AWS Account Creation Automation & Security
It’s been a busy couple of years so, as is usual, my blog was left to languish. That doesn’t mean I’ve not done interesting and challenging things in the interim. Things worth blogging about. So here we are. This is an expansion on one of the topics I briefly covered at my AWS London Summit talk earlier this year.
In my last role, I administered something north of 110 AWS accounts for the company. That was, more or less, one account per product environment. All products had at least two accounts, dev and prod, and some had as many as fifteen.
As you might imagine, consistency was the key to administering them, and one of my biggest non-customer-facing projects for the company was to apply that consistency to the initially haphazard pile of accounts that we had at the beginning of the project.
Consistency starts from the ground up, so to prevent more randomness creeping into the new accounts we created during and after the project, my team and I created a simple set of bash scripts using the aws-cli tools and CloudFormation to create and instantiate our accounts prior to handing them over to the dev teams.

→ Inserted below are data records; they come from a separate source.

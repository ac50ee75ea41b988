//! Serial link resource handle
//!
//! Owns the write half of the single serial connection and the status that
//! resulted from the startup open. Handlers receive it through the server
//! context instead of a module-level global.

use std::fmt;
use std::io::Write;
use std::sync::Mutex;
use std::time::Duration;

use tracing::{info, warn};

use crate::error::Result;

use super::reader;

/// Read timeout for the inbound half. Timeouts just poll; they are not errors.
const READ_TIMEOUT: Duration = Duration::from_secs(1);

/// Commands understood by the vibration controller
#[derive(Debug, Clone, Copy, PartialEq, Eq)]
pub enum Command {
    On,
    Off,
}

impl Command {
    /// The single ASCII byte written to the device for this command
    pub fn byte(self) -> u8 {
        match self {
            Command::On => b'1',
            Command::Off => b'0',
        }
    }
}

impl fmt::Display for Command {
    fn fmt(&self, f: &mut fmt::Formatter<'_>) -> fmt::Result {
        match self {
            Command::On => write!(f, "on"),
            Command::Off => write!(f, "off"),
        }
    }
}

/// Outcome of the startup open, queryable by handlers
#[derive(Debug, Clone, Copy, PartialEq, Eq)]
pub enum LinkStatus {
    Connected,
    Disconnected,
}

impl LinkStatus {
    pub fn as_str(self) -> &'static str {
        match self {
            LinkStatus::Connected => "connected",
            LinkStatus::Disconnected => "disconnected",
        }
    }
}

/// The process-wide serial connection handle
///
/// A link is either connected (writes go to the device) or disconnected
/// (writes are dropped with a log line). The state is fixed at construction;
/// there is no reconnection.
pub struct SerialLink {
    writer: Mutex<Option<Box<dyn Write + Send>>>,
}

impl SerialLink {
    /// Open the serial device and start the inbound reader thread.
    ///
    /// The reader half runs until end of stream or process exit; the
    /// connection is never closed or reopened.
    pub fn open(path: &str, baud_rate: u32) -> Result<Self> {
        let port = serialport::new(path, baud_rate)
            .timeout(READ_TIMEOUT)
            .open()?;

        // The reader runs for the life of the process; its handle is never joined
        let inbound = port.try_clone()?;
        let _ = reader::spawn(inbound);

        info!("Serial port opened: {} at {} baud", path, baud_rate);

        Ok(Self {
            writer: Mutex::new(Some(Box::new(port))),
        })
    }

    /// A link whose startup open failed. Commands sent here are dropped.
    pub fn disconnected() -> Self {
        Self {
            writer: Mutex::new(None),
        }
    }

    /// A connected link over an arbitrary writer, for tests
    pub fn from_writer(writer: Box<dyn Write + Send>) -> Self {
        Self {
            writer: Mutex::new(Some(writer)),
        }
    }

    /// Write one command byte, fire-and-forget.
    ///
    /// Write failures are logged and swallowed; the caller's HTTP response
    /// does not depend on the device.
    pub fn send(&self, command: Command) {
        let mut writer = self.writer.lock().unwrap();
        match writer.as_mut() {
            Some(w) => {
                if let Err(e) = w.write_all(&[command.byte()]).and_then(|_| w.flush()) {
                    warn!("Serial write failed for vib {}: {}", command, e);
                }
            }
            None => {
                warn!("Serial link not connected, dropping vib {} command", command);
            }
        }
    }

    /// Status captured at startup
    pub fn status(&self) -> LinkStatus {
        if self.writer.lock().unwrap().is_some() {
            LinkStatus::Connected
        } else {
            LinkStatus::Disconnected
        }
    }

    pub fn is_connected(&self) -> bool {
        self.status() == LinkStatus::Connected
    }
}

#[cfg(test)]
mod tests {
    use super::*;
    use std::io;
    use std::sync::Arc;

    #[derive(Clone, Default)]
    struct CaptureWriter {
        bytes: Arc<Mutex<Vec<u8>>>,
    }

    impl Write for CaptureWriter {
        fn write(&mut self, buf: &[u8]) -> io::Result<usize> {
            self.bytes.lock().unwrap().extend_from_slice(buf);
            Ok(buf.len())
        }

        fn flush(&mut self) -> io::Result<()> {
            Ok(())
        }
    }

    #[test]
    fn test_command_bytes() {
        assert_eq!(Command::On.byte(), 0x31);
        assert_eq!(Command::Off.byte(), 0x30);
    }

    #[test]
    fn test_send_writes_single_byte() {
        let capture = CaptureWriter::default();
        let link = SerialLink::from_writer(Box::new(capture.clone()));

        link.send(Command::On);
        assert_eq!(*capture.bytes.lock().unwrap(), vec![b'1']);

        link.send(Command::Off);
        assert_eq!(*capture.bytes.lock().unwrap(), vec![b'1', b'0']);
    }

    #[test]
    fn test_disconnected_link_drops_commands() {
        let link = SerialLink::disconnected();
        assert_eq!(link.status(), LinkStatus::Disconnected);
        assert!(!link.is_connected());

        // Must not panic or error; the command is simply dropped
        link.send(Command::On);
        link.send(Command::Off);
    }

    #[test]
    fn test_write_failure_is_swallowed() {
        struct FailingWriter;

        impl Write for FailingWriter {
            fn write(&mut self, _buf: &[u8]) -> io::Result<usize> {
                Err(io::Error::new(io::ErrorKind::BrokenPipe, "device unplugged"))
            }

            fn flush(&mut self) -> io::Result<()> {
                Ok(())
            }
        }

        let link = SerialLink::from_writer(Box::new(FailingWriter));
        assert!(link.is_connected());

        // The failure is logged, not propagated
        link.send(Command::On);
    }
}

Sample scripts are available on my GitHub:
They leverage the AWS Organizations API via the aws-cli tool to create, configure and initialise the new account based on a neat trick: when you create an AWS account via the Organizations tools, behind the scenes an invisible IAM admin role is created in your new account that only IAM users with the appropriate permissions in the parent account can assume. This allows, without needing to create new IAM roles or users, the script to assume the admin role in the created account in order to perform the initial configuration needed.
So for example if, as is sensible, you do not use static IAM credentials to access your accounts, but use an SSO service or some other centrally managed user configuration tool, you can create the required roles, stacks, Lambdas, CloudWatch metrics etc for the user access tool without needing to login to the console of the new account at all.
It also allows you to enable any Organizations Service Control Policies that you routinely apply to your accounts, e.g. preventing Cloudtrail disablement or access to certain services.
The automation is flexible and extensible enough to allow you to set up other default configuration for consistency purposes: centralised logging for Cloudtrail, Cloudwatch or your own services, GuardDuty for security purposes, IAM password policies and instance roles, standard VPCs & subnets, Route 53 zones, S3 buckets etc etc. All of which will aid in your consistency efforts.